FAQ – Häufig gestellte Fragen zur Thermostatdiagnose

Woran erkenne ich, dass das Thermostat die Temperatur falsch misst?

Wenn es im Raum gefühlt kälter oder wärmer ist, als das Display des Thermostats anzeigt, kann das Problem am Temperaturfühler oder an einer ungeeigneten Platzierung des Geräts liegen. Die Messung wird häufig durch Zugluft, direkte Sonneneinstrahlung, einen Kamin oder die Nähe zu Elektrogeräten verfälscht.

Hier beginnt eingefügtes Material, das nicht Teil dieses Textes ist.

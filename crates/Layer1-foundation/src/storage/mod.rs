//! Storage module for crew
//!
//! - `JsonStore`: JSON 파일 저장/로드 (원자적 쓰기)
//! - `JsonCollection`: id 로 키잉된 영속 맵 (서비스 상태용)

mod json;

pub use json::{JsonCollection, JsonStore};
//! Config - 통합 설정 관리
//!
//! - `limits.rs` - 샌드박스 자원/용량 제한
//! - `crew.rs` - CrewConfig 통합 설정 (provider, agent, data dir)

mod crew;
mod limits;

pub use crew::{
    AgentSettings, CrewConfig, ProviderSettings, CREW_CONFIG_FILE, DEFAULT_BASE_URL,
    DEFAULT_MAX_ITERATIONS, DEFAULT_MODEL,
};
pub use limits::{ContainerRuntime, SandboxLimits, LIMITS_FILE};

Die Funktion können Sie mit einem externen digitalen Thermometer überprüfen, das neben dem Thermostat platziert wird. Eine Abweichung von mehr als 0,5 °C signalisiert in der Regel ein Problem.

Warum schaltet das Thermostat den Kessel häufig ein und aus?

Häufiges Schalten des Kessels wird meist durch eine falsch eingestellte Temperaturhysterese verursacht. Ist sie zu niedrig, reagiert das Thermostat bereits auf kleine Temperaturschwankungen und der Kessel taktet unnötig. Das Ergebnis sind ein höherer Energieverbrauch und ein schnellerer Verschleiß des Heizsystems. Die optimale Hysterese liegt in der Regel zwischen 0,5 und 1 °C.

Wann lohnt es sich, das Thermostat statt einer Reparatur auszutauschen?

Ein Austausch sollte insbesondere bei Thermostaten in Betracht gezogen werden, die älter als 10–15 Jahre sind oder wiederholt Störungen aufweisen. Ältere analoge Modelle sind meist weniger präzise und können den Energieverbrauch erhöhen. Neue Smart-Thermostate bieten zudem eine genauere Regelung, Fernsteuerung und eine bessere Zusammenarbeit mit modernen Wärmeerzeugern, beispielsweise Wärmepumpen oder Brennwertkesseln. Die Investition in ein neues Gerät amortisiert sich oft bereits innerhalb einer Heizsaison.